_Task directions_:
Each line with the string "Option" is to be copied from the records below.

_Information supplied_:
=== Begin Enclosure ===
use clap::Parser;
use std::path::Path;
use warehouse_etl::domain::model::Dataset;
use warehouse_etl::domain::ports::DatasetProducer;
use warehouse_etl::utils::{logger, validation::Validate};
use warehouse_etl::{
    CliConfig, EtlEngine, LocalStorage, NoopWarehouse, SampleProducer, ScriptProducer,
    WarehousePipeline,
};

#[tokio::main]
async fn main() -> Result<(), Box<dyn std::error::Error>> {
    let config = CliConfig::parse();

    logger::init_cli_logger(config.verbose);

    tracing::info!("Starting warehouse-etl");
    if config.verbose {
        tracing::debug!("CLI config: {:?}", config);
    }

    if let Err(e) = config.validate() {
        tracing::error!(event = "invalid_config", error = %e);
        eprintln!("❌ {}", e);
        std::process::exit(1);
    }

    let producers: Vec<Box<dyn DatasetProducer>> = if config.scripts.is_empty() {
        Dataset::ALL
            .iter()
            .map(|dataset| {
                let path = Path::new(&config.data_path).join(dataset.file_name());
                Box::new(SampleProducer::new(*dataset, path, config.sample_rows))
                    as Box<dyn DatasetProducer>
            })
            .collect()
    } else {
        config
            .scripts
            .iter()
            .map(|script| {
                Box::new(ScriptProducer::new(&config.interpreter, script))
                    as Box<dyn DatasetProducer>
            })
            .collect()
    };

    let storage = LocalStorage::new(config.data_path.clone());
    let report_path = config.report_path.clone();
    let pipeline = WarehousePipeline::new(storage, config, NoopWarehouse, producers);
    let engine = EtlEngine::new(pipeline);

    match engine.run().await {
        Ok(report) => {
            println!("✅ Pipeline completed successfully!");
            println!("📁 Report saved to: {}", report_path);
            println!(
                "📊 Rows loaded: sales={} financial={} attendance={}",
                report.sales.rows_loaded,
                report.financial.rows_loaded,
                report.attendance.rows_loaded
            );
        }
        Err(e) => {
            tracing::error!(event = "pipeline_failed", error = %e);
            eprintln!("❌ {}", e);
            std::process::exit(1);
        }
    }

    Ok(())
}
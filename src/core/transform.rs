use crate::domain::model::{
    AttendanceRecord, DerivedAttendance, DerivedFinancial, DerivedSale, FinancialRecord,
    SaleRecord,
};
use crate::utils::error::{EtlError, Result};
use serde::{Deserialize, Serialize};
use std::collections::HashMap;

#[derive(Debug, Deserialize)]
struct FxRateRow {
    currency_code: String,
    rate_to_usd: f64,
}

/// Currency code to rate-to-USD mapping, loaded once per run. An unknown
/// code is an expected state (unsupported currency), not an error.
#[derive(Debug, Clone, Default)]
pub struct FxRateTable {
    rates: HashMap<String, f64>,
}

impl FxRateTable {
    /// Parses `currency_code,rate_to_usd` rows. Duplicate codes resolve
    /// deterministically: the last row wins. An empty table, an unparseable
    /// row, or a non-positive rate is malformed reference data.
    pub fn from_csv(data: &[u8]) -> Result<Self> {
        let mut reader = csv::Reader::from_reader(data);
        let mut rates = HashMap::new();

        for row in reader.deserialize::<FxRateRow>() {
            let row = row.map_err(|e| EtlError::DataUnavailable {
                message: format!("malformed FX rate row: {}", e),
            })?;
            if row.rate_to_usd <= 0.0 {
                return Err(EtlError::DataUnavailable {
                    message: format!(
                        "non-positive FX rate for {}: {}",
                        row.currency_code, row.rate_to_usd
                    ),
                });
            }
            rates.insert(row.currency_code, row.rate_to_usd);
        }

        if rates.is_empty() {
            return Err(EtlError::DataUnavailable {
                message: "FX rate table is empty".to_string(),
            });
        }

        Ok(Self { rates })
    }

    pub fn rate(&self, currency: &str) -> Option<f64> {
        self.rates.get(currency).copied()
    }

    pub fn contains(&self, currency: &str) -> bool {
        self.rates.contains_key(currency)
    }

    pub fn len(&self) -> usize {
        self.rates.len()
    }

    pub fn is_empty(&self) -> bool {
        self.rates.is_empty()
    }
}

/// Converts `amount` into USD, rounded to 2 decimal places half away from
/// zero. `None` when the currency is not in the table. Pure: no state, same
/// inputs always give the same output.
pub fn convert_to_usd(amount: f64, currency: &str, fx: &FxRateTable) -> Option<f64> {
    fx.rate(currency).map(|rate| round2(amount * rate))
}

pub(crate) fn round2(value: f64) -> f64 {
    (value * 100.0).round() / 100.0
}

/// USD columns are computed for every row, including rows validation will
/// later reject. Unsupported currencies yield absent values; the validators
/// re-check the table membership on their own.
pub fn derive_sales(rows: Vec<SaleRecord>, fx: &FxRateTable) -> Vec<DerivedSale> {
    rows.into_iter()
        .map(|r| {
            let unit_price_usd = convert_to_usd(r.unit_price, &r.currency, fx);
            let total_sales_usd = convert_to_usd(r.total_sales, &r.currency, fx);
            DerivedSale {
                sale_id: r.sale_id,
                region: r.region,
                country: r.country,
                product: r.product,
                date: r.date,
                currency: r.currency,
                quantity: r.quantity,
                unit_price: r.unit_price,
                total_sales: r.total_sales,
                unit_price_usd,
                total_sales_usd,
                load_ts: None,
            }
        })
        .collect()
}

pub fn derive_financial(rows: Vec<FinancialRecord>, fx: &FxRateTable) -> Vec<DerivedFinancial> {
    rows.into_iter()
        .map(|r| {
            let revenue_usd = convert_to_usd(r.revenue, &r.currency, fx);
            let expense_usd = convert_to_usd(r.expense, &r.currency, fx);
            let profit_usd = convert_to_usd(r.profit, &r.currency, fx);
            DerivedFinancial {
                transaction_id: r.transaction_id,
                region: r.region,
                country: r.country,
                product: r.product,
                date: r.date,
                currency: r.currency,
                revenue: r.revenue,
                expense: r.expense,
                profit: r.profit,
                revenue_usd,
                expense_usd,
                profit_usd,
                load_ts: None,
            }
        })
        .collect()
}

pub fn derive_attendance(rows: Vec<AttendanceRecord>) -> Vec<DerivedAttendance> {
    rows.into_iter()
        .map(|r| DerivedAttendance {
            staff_id: r.staff_id,
            name: r.name,
            region: r.region,
            country: r.country,
            department: r.department,
            date: r.date,
            status: r.status,
            check_in_time: r.check_in_time,
            check_out_time: r.check_out_time,
            load_ts: None,
        })
        .collect()
}

/// Encodes rows as headered CSV, the in-memory tabular shape the warehouse
/// bulk-load accepts.
pub fn to_csv_bytes<T: Serialize>(rows: &[T]) -> Result<Vec<u8>> {
    let mut writer = csv::Writer::from_writer(Vec::new());
    for row in rows {
        writer.serialize(row)?;
    }
    writer
        .into_inner()
        .map_err(|e| EtlError::IoError(std::io::Error::new(std::io::ErrorKind::Other, e.to_string())))
}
=== End Enclosure ===
_Answer section_:
    pub fn rate(&self, currency: &str) -> Option<f64> {
pub fn convert_to_usd(amount: f64, currency: &str, fx: &FxRateTable) -> Option<f64> {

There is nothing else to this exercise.